By Stephanie Taylor in Ottawa

Canada needs a “Conservative renaissance,” former prime minister Stephen Harper said Wednesday, but he cautioned that Pierre Poilievre should wait until an election before telling Canadians how he might run the country.

Harper delivered a speech that evening to a room of party faithful staged by the Canada Strong and Free Network, formerly called the Manning Centre.

His public appearance is a rare one for Harper, who exited political life after losing the 2015 election to Prime Minister Justin Trudeau’s Liberals after nine years in power.

Poilievre’s election as party leader last September appears to have changed that, with Harper throwing his endorsement behind Poilievre, which was the first time he had done so for a Conservative leader.

Introduced as a “statesman” of the party, Harper mounted a defence of the term “populism,” which he said is often portrayed in a negative or imprecise light by what he called the “liberal media.”

“Our country is badly in need of a Conservative renaissance at the national level,” he told the crowd.

Harper reminded the audience that the modern Conservative party was built from the populism in Western Canada, a sense of nationalism in Quebec and Tories from Ontario.

He said its owes credit to Preston Manning, founder of the populist Reform Party, a precursor to the Canadian Alliance, which merged with the Progressive Conservatives to form the Conservative Party of Canada. 

Harper and Manning then shared the stage Wednesday for what organizers billed as a “fireside chat” about the legacy of the Reform Party.

During the talk, the former Conservative prime minister quipped about foreign election interference, telling the crowd “I hear it’s topical” and referred to the federal NDP as a “branch plant” for entering into a supply-and-confidence agreement with the Liberal government.

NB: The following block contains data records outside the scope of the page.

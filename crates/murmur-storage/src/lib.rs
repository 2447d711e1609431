// SPDX-FileCopyrightText: 2026 Murmur Contributors
// SPDX-License-Identifier: MIT OR Apache-2.0

//! SQLite persistence layer for the Murmur message engine.
//!
//! The message store is the single source of truth for moderation status
//! and expiry: every read path filters logically-expired messages, and no
//! caller caches status beyond one request.

pub mod database;
pub mod migrations;
pub mod queries;

pub use database::{Database, format_ts, parse_ts};
// SPDX-FileCopyrightText: 2026 Murmur Contributors
// SPDX-License-Identifier: MIT OR Apache-2.0

//! Moderation review queue CRUD.

use murmur_core::{ModerationRecord, MurmurError, Priority, QueueStatus, Verdict};
use rusqlite::params;

use crate::database::{Database, format_ts, map_tr_err, parse_ts};

const RECORD_COLUMNS: &str = "id, message_id, verdict, priority, queue_status, \
     reviewer_id, notes, created_at, updated_at";

/// Insert a review queue entry.
pub async fn enqueue(db: &Database, record: &ModerationRecord) -> Result<(), MurmurError> {
    let record = record.clone();
    db.connection()
        .call(move |conn| {
            let verdict_json =
                serde_json::to_string(&record.verdict).map_err(|e| json_err(2, e))?;
            conn.execute(
                "INSERT INTO moderation_queue (id, message_id, verdict, priority,
                     queue_status, reviewer_id, notes, created_at, updated_at)
                 VALUES (?1, ?2, ?3, ?4, ?5, ?6, ?7, ?8, ?9)",
                params![
                    record.id,
                    record.message_id,
                    verdict_json,
                    record.priority.as_str(),
                    record.queue_status.as_str(),
                    record.reviewer_id,
                    record.notes,
                    format_ts(record.created_at),
                    format_ts(record.updated_at),
                ],
            )?;
            Ok(())
        })
        .await
        .map_err(map_tr_err)
}

/// The newest queue entry for a message, if any.
pub async fn latest_for_message(
    db: &Database,
    message_id: &str,
) -> Result<Option<ModerationRecord>, MurmurError> {
    let message_id = message_id.to_string();
    db.connection()
        .call(move |conn| {
            let mut stmt = conn.prepare(&format!(
                "SELECT {RECORD_COLUMNS} FROM moderation_queue
                 WHERE message_id = ?1 ORDER BY created_at DESC LIMIT 1"
            ))?;
            let result = stmt.query_row(params![message_id], row_to_record);
            match result {
                Ok(record) => Ok(Some(record)),
                Err(rusqlite::Error::QueryReturnedNoRows) => Ok(None),
                Err(e) => Err(e.into()),
            }
        })
        .await
        .map_err(map_tr_err)
}

/// Count queue entries for a message.
pub async fn count_for_message(db: &Database, message_id: &str) -> Result<usize, MurmurError> {
    let message_id = message_id.to_string();
    db.connection()
        .call(move |conn| {
            let count: i64 = conn.query_row(
                "SELECT COUNT(*) FROM moderation_queue WHERE message_id = ?1",
                params![message_id],
                |row| row.get(0),
            )?;
            Ok(count as usize)
        })
        .await
        .map_err(map_tr_err)
}

/// Unreviewed entries, most urgent first, then oldest first.
pub async fn list_open(db: &Database, limit: usize) -> Result<Vec<ModerationRecord>, MurmurError> {
    db.connection()
        .call(move |conn| {
            let mut stmt = conn.prepare(&format!(
                "SELECT {RECORD_COLUMNS} FROM moderation_queue
                 WHERE queue_status IN ('pending', 'reviewing')
                 ORDER BY CASE priority
                     WHEN 'critical' THEN 0
                     WHEN 'high' THEN 1
                     WHEN 'medium' THEN 2
                     ELSE 3 END,
                     created_at ASC
                 LIMIT ?1"
            ))?;
            let records = stmt
                .query_map(params![limit as i64], row_to_record)?
                .collect::<Result<Vec<_>, _>>()?;
            Ok(records)
        })
        .await
        .map_err(map_tr_err)
}

/// Resolve the open queue entries for a message with a reviewer decision.
/// Returns the number of entries updated.
pub async fn resolve_for_message(
    db: &Database,
    message_id: &str,
    queue_status: QueueStatus,
    reviewer_id: &str,
    notes: Option<&str>,
) -> Result<usize, MurmurError> {
    let message_id = message_id.to_string();
    let queue_status = queue_status.as_str();
    let reviewer_id = reviewer_id.to_string();
    let notes = notes.map(|n| n.to_string());
    db.connection()
        .call(move |conn| {
            let changed = conn.execute(
                "UPDATE moderation_queue
                 SET queue_status = ?1, reviewer_id = ?2, notes = ?3,
                     updated_at = strftime('%Y-%m-%dT%H:%M:%fZ', 'now')
                 WHERE message_id = ?4 AND queue_status IN ('pending', 'reviewing')",
                params![queue_status, reviewer_id, notes, message_id],
            )?;
            Ok(changed)
        })
        .await
        .map_err(map_tr_err)
}

fn json_err(idx: usize, e: serde_json::Error) -> rusqlite::Error {
    rusqlite::Error::FromSqlConversionFailure(idx, rusqlite::types::Type::Text, Box::new(e))
}

fn ts_err(idx: usize, e: chrono::ParseError) -> rusqlite::Error {
    rusqlite::Error::FromSqlConversionFailure(idx, rusqlite::types::Type::Text, Box::new(e))
}

fn row_to_record(row: &rusqlite::Row) -> rusqlite::Result<ModerationRecord> {
    let verdict_json: String = row.get(2)?;
    let verdict: Verdict = serde_json::from_str(&verdict_json).map_err(|e| json_err(2, e))?;
    let priority: String = row.get(3)?;
    let queue_status: String = row.get(4)?;
    let created_at: String = row.get(7)?;
    let updated_at: String = row.get(8)?;

    Ok(ModerationRecord {
        id: row.get(0)?,
        message_id: row.get(1)?,
        verdict,
        priority: Priority::from_str_value(&priority),
        queue_status: QueueStatus::from_str_value(&queue_status),
        reviewer_id: row.get(5)?,
        notes: row.get(6)?,
        created_at: parse_ts(&created_at).map_err(|e| ts_err(7, e))?,
        updated_at: parse_ts(&updated_at).map_err(|e| ts_err(8, e))?,
    })
}

#[cfg(test)]
mod tests {
    use super::*;
    use crate::queries::messages::tests_support::{insert_test_message, setup_db};
    use chrono::Utc;
    use murmur_core::moderation::category;

    fn make_record(id: &str, message_id: &str, priority: Priority) -> ModerationRecord {
        let mut verdict = Verdict::clean();
        verdict.flagged = true;
        verdict
            .categories
            .insert(category::HARASSMENT.to_string(), true);
        verdict.scores.insert(category::HARASSMENT.to_string(), 0.6);
        ModerationRecord {
            id: id.to_string(),
            message_id: message_id.to_string(),
            verdict,
            priority,
            queue_status: QueueStatus::Pending,
            reviewer_id: None,
            notes: None,
            created_at: Utc::now(),
            updated_at: Utc::now(),
        }
    }

    #[tokio::test]
    async fn enqueue_and_fetch_latest() {
        let db = setup_db().await;
        insert_test_message(&db, "m-1").await;

        enqueue(&db, &make_record("q-1", "m-1", Priority::Medium))
            .await
            .unwrap();

        let record = latest_for_message(&db, "m-1").await.unwrap().unwrap();
        assert_eq!(record.id, "q-1");
        assert_eq!(record.priority, Priority::Medium);
        assert_eq!(record.queue_status, QueueStatus::Pending);
        assert!(record.verdict.is_flagged(category::HARASSMENT));

        assert!(latest_for_message(&db, "other").await.unwrap().is_none());
    }

    #[tokio::test]
    async fn list_open_orders_by_urgency() {
        let db = setup_db().await;
        insert_test_message(&db, "m-1").await;
        insert_test_message(&db, "m-2").await;
        insert_test_message(&db, "m-3").await;

        enqueue(&db, &make_record("q-low", "m-1", Priority::Low)).await.unwrap();
        enqueue(&db, &make_record("q-high", "m-2", Priority::High)).await.unwrap();
        enqueue(&db, &make_record("q-med", "m-3", Priority::Medium)).await.unwrap();

        let open = list_open(&db, 10).await.unwrap();
        let ids: Vec<_> = open.iter().map(|r| r.id.as_str()).collect();
        assert_eq!(ids, vec!["q-high", "q-med", "q-low"]);
    }

    #[tokio::test]
    async fn resolve_updates_open_entries_only() {
        let db = setup_db().await;
        insert_test_message(&db, "m-1").await;
        enqueue(&db, &make_record("q-1", "m-1", Priority::High)).await.unwrap();

        let changed = resolve_for_message(
            &db,
            "m-1",
            QueueStatus::Approved,
            "reviewer-9",
            Some("looks fine in context"),
        )
        .await
        .unwrap();
        assert_eq!(changed, 1);

        let record = latest_for_message(&db, "m-1").await.unwrap().unwrap();
        assert_eq!(record.queue_status, QueueStatus::Approved);
        assert_eq!(record.reviewer_id.as_deref(), Some("reviewer-9"));
        assert_eq!(record.notes.as_deref(), Some("looks fine in context"));

        // Already resolved: nothing further to update.
        let changed = resolve_for_message(&db, "m-1", QueueStatus::Rejected, "reviewer-9", None)
            .await
            .unwrap();
        assert_eq!(changed, 0);
    }
}
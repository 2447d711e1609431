// SPDX-FileCopyrightText: 2026 Murmur Contributors
// SPDX-License-Identifier: MIT OR Apache-2.0

//! The moderation state machine.
//!
//! Per message: `pending --classify:clean--> approved`,
//! `pending --classify:flagged--> pending + queue entry`,
//! `pending --classify:critical--> rejected` (no human step),
//! `queued --human decision--> approved | rejected`.
//! A manual re-run returns the message to `pending` first; a
//! report-triggered re-run does not (see `rerun_for_report`).

use std::sync::Arc;

use chrono::Utc;
use murmur_core::{
    ContentClassifier, Message, ModerationRecord, ModerationStatus, MurmurError, Priority,
    QueueStatus, ReviewDecision, Verdict,
};
use murmur_storage::Database;
use murmur_storage::queries::{messages, moderation_queue, reports};
use tracing::{debug, info, warn};
use uuid::Uuid;

use crate::keyword::KeywordFilter;
use crate::priority::priority;

/// Which path produced a verdict.
#[derive(Debug, Clone, Copy, PartialEq, Eq)]
pub enum VerdictSource {
    /// The external classification service.
    Classifier,
    /// The local keyword filter, after a classifier failure or with no
    /// classifier configured.
    KeywordFallback,
}

/// A verdict plus the explicit record of where it came from.
#[derive(Debug, Clone)]
pub struct ClassificationOutcome {
    pub verdict: Verdict,
    pub source: VerdictSource,
}

/// Classifies content, assigns priority, and drives status transitions.
///
/// All status writes go through the store; nothing here caches a status
/// beyond the current call.
pub struct ModerationEngine {
    db: Database,
    classifier: Option<Arc<dyn ContentClassifier>>,
    keyword_filter: KeywordFilter,
}

impl ModerationEngine {
    /// `classifier = None` runs everything through the keyword filter.
    pub fn new(db: Database, classifier: Option<Arc<dyn ContentClassifier>>) -> Self {
        Self {
            db,
            classifier,
            keyword_filter: KeywordFilter::new(),
        }
    }

    /// Classify content, degrading to the keyword filter on any external
    /// failure. Never returns an error: availability over accuracy.
    pub async fn classify(&self, content: &str) -> ClassificationOutcome {
        if let Some(classifier) = &self.classifier {
            match classifier.moderate(content).await {
                Ok(verdict) => {
                    return ClassificationOutcome {
                        verdict,
                        source: VerdictSource::Classifier,
                    };
                }
                Err(e) => {
                    warn!(error = %e, "content classifier failed, using keyword fallback");
                }
            }
        }
        ClassificationOutcome {
            verdict: self.keyword_filter.screen(content),
            source: VerdictSource::KeywordFallback,
        }
    }

    /// Classify a message's content and apply the resulting decision,
    /// with `priority_floor` as the minimum urgency. The asynchronous
    /// entry point used after creation and after reports.
    pub async fn moderate_message(
        &self,
        message_id: &str,
        content: &str,
        priority_floor: Priority,
    ) -> Result<ClassificationOutcome, MurmurError> {
        let outcome = self.classify(content).await;
        let priority = priority(&outcome.verdict).max(priority_floor);
        self.apply_decision(message_id, priority, &outcome.verdict)
            .await?;
        Ok(outcome)
    }

    /// Apply a classification decision to a message.
    ///
    /// - critical → rejected immediately, no queue entry;
    /// - flagged otherwise → queue entry, message status untouched;
    /// - clean → approved.
    pub async fn apply_decision(
        &self,
        message_id: &str,
        priority: Priority,
        verdict: &Verdict,
    ) -> Result<(), MurmurError> {
        if priority == Priority::Critical {
            messages::set_moderation_status(&self.db, message_id, ModerationStatus::Rejected)
                .await?;
            info!(message_id, "auto-rejected critical content");
            return Ok(());
        }

        if verdict.flagged {
            let now = Utc::now();
            let record = ModerationRecord {
                id: Uuid::new_v4().to_string(),
                message_id: message_id.to_string(),
                verdict: verdict.clone(),
                priority,
                queue_status: QueueStatus::Pending,
                reviewer_id: None,
                notes: None,
                created_at: now,
                updated_at: now,
            };
            moderation_queue::enqueue(&self.db, &record).await?;
            debug!(message_id, priority = %priority, "queued for human review");
            return Ok(());
        }

        messages::set_moderation_status(&self.db, message_id, ModerationStatus::Approved).await?;
        debug!(message_id, "approved");
        Ok(())
    }

    /// Human review path: set the terminal status, resolve the queue
    /// entry and any open reports, and return the updated message.
    pub async fn review_message(
        &self,
        message_id: &str,
        reviewer_id: &str,
        decision: ReviewDecision,
        notes: Option<&str>,
    ) -> Result<Message, MurmurError> {
        if messages::get_message(&self.db, message_id).await?.is_none() {
            return Err(MurmurError::NotFound(message_id.to_string()));
        }

        let (status, queue_status) = match decision {
            ReviewDecision::Approve => (ModerationStatus::Approved, QueueStatus::Approved),
            ReviewDecision::Reject => (ModerationStatus::Rejected, QueueStatus::Rejected),
        };

        messages::set_moderation_status(&self.db, message_id, status).await?;
        moderation_queue::resolve_for_message(&self.db, message_id, queue_status, reviewer_id, notes)
            .await?;
        reports::resolve_for_message(&self.db, message_id).await?;
        info!(message_id, reviewer_id, status = status.as_str(), "review decision applied");

        messages::get_message(&self.db, message_id)
            .await?
            .ok_or_else(|| MurmurError::NotFound(message_id.to_string()))
    }

    /// Operator-initiated re-classification: return the message to
    /// `pending` first, then classify and apply as usual.
    pub async fn rerun_classification(
        &self,
        message_id: &str,
        priority_floor: Priority,
    ) -> Result<ClassificationOutcome, MurmurError> {
        let msg = messages::get_message(&self.db, message_id)
            .await?
            .ok_or_else(|| MurmurError::NotFound(message_id.to_string()))?;

        messages::set_moderation_status(&self.db, message_id, ModerationStatus::Pending).await?;
        self.moderate_message(message_id, &msg.content, priority_floor)
            .await
    }

    /// Report-triggered re-classification at a `high` floor.
    ///
    /// Unlike a manual re-run, the current status is left in place: an
    /// approved message stays discoverable while the re-review is queued.
    /// A critical verdict still auto-rejects.
    pub async fn rerun_for_report(
        &self,
        message_id: &str,
    ) -> Result<ClassificationOutcome, MurmurError> {
        let msg = messages::get_message(&self.db, message_id)
            .await?
            .ok_or_else(|| MurmurError::NotFound(message_id.to_string()))?;

        let outcome = self.classify(&msg.content).await;
        let priority = priority(&outcome.verdict).max(Priority::High);

        if priority == Priority::Critical {
            return self
                .apply_decision(message_id, priority, &outcome.verdict)
                .await
                .map(|_| outcome);
        }

        // Always queue a review entry for a reported message, flagged or
        // not: a human report escalates past the classifier's own view.
        let now = Utc::now();
        let record = ModerationRecord {
            id: Uuid::new_v4().to_string(),
            message_id: message_id.to_string(),
            verdict: outcome.verdict.clone(),
            priority,
            queue_status: QueueStatus::Pending,
            reviewer_id: None,
            notes: None,
            created_at: now,
            updated_at: now,
        };
        moderation_queue::enqueue(&self.db, &record).await?;
        debug!(message_id, "reported message queued at high priority");
        Ok(outcome)
    }
}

Only its leader Jagmeet Singh could enter into a deal with the Liberals and leave with nothing, Harper told the room.

As for Poilievre — whom Harper at one point referred to as first meeting as a “very tiny Reformer” — the former prime minister said if he forms the next government, Poilievre would be leading under much tougher circumstances than he ever did.

In the meantime, Harper said Poilievre’s job as Opposition leader is to hold Trudeau’s government to account, rather than outline how he would run the country.

“That’s the job.”

He said until an election happens, Poilievre and his team should be developing with their alternative vision for the country looks like to be ready.